▸ PROBLEM DESCRIPTION
In the records below, find each line containing the word "Resolver" and copy it.

▸ ENTRIES PROVIDED
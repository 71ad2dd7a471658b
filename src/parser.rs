//! Line-oriented state machine over the configuration grammar (spec §4.6).

use std::net::{IpAddr, SocketAddr};
use std::path::PathBuf;

use crate::collaborators::{ProcessRunner, Resolver};
use crate::error::ConfigError;
use crate::group;
use crate::model::{Config, ServerEntry, Tri};
use crate::resource::ResourceLoader;
use crate::rulebuilder::build_matcher;

#[derive(Debug, Clone, PartialEq, Eq)]
enum State {
    TopLevel,
    ServerList,
    DomainList,
    ResolveList,
    NoProxyList,
    HttpsRelayDomain,
    HttpsRelayCertKey,
    ProxyHttpsRelayDomain,
}

/// Matches `line` against `"<prefix>.start"` optionally followed by a
/// whitespace-separated alias token. Returns `None` if the line isn't a
/// start directive for this prefix.
fn match_start<'a>(line: &'a str, prefix: &str) -> Option<Option<&'a str>> {
    let start_kw = format!("{prefix}.start");
    if line == start_kw {
        return Some(None);
    }
    if let Some(rest) = line.strip_prefix(&format!("{start_kw} ")) {
        let alias = rest.trim();
        if alias.is_empty() || alias.split_whitespace().count() != 1 {
            return None;
        }
        return Some(Some(alias));
    }
    None
}

fn match_end(line: &str, prefix: &str) -> bool {
    line == format!("{prefix}.end")
}

/// All block prefixes recognized at `TopLevel`. Used to reject a line that
/// opens another block while one is already active (spec §4.6: "encountering
/// a list-start while already in a non-`TopLevel` state... should be
/// rejected as `ParseError`").
const LIST_START_PREFIXES: &[&str] = &[
    "proxy.server.list",
    "proxy.domain.list",
    "proxy.resolve.list",
    "no-proxy.domain.list",
    "https-relay.domain.list",
    "proxy.https-relay.domain.list",
    "agent.https-relay.cert-key.list",
];

fn is_list_start(line: &str) -> bool {
    LIST_START_PREFIXES
        .iter()
        .any(|prefix| match_start(line, prefix).is_some())
}

pub struct Parser<'a> {
    config: Config,
    state: State,
    current_alias: Option<String>,
    loader: &'a dyn ResourceLoader,
    process_runner: &'a dyn ProcessRunner,
    resolver: &'a dyn Resolver,
    line_no: usize,
}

▸ RESULT
use crate::collaborators::{ProcessRunner, Resolver};
    resolver: &'a dyn Resolver,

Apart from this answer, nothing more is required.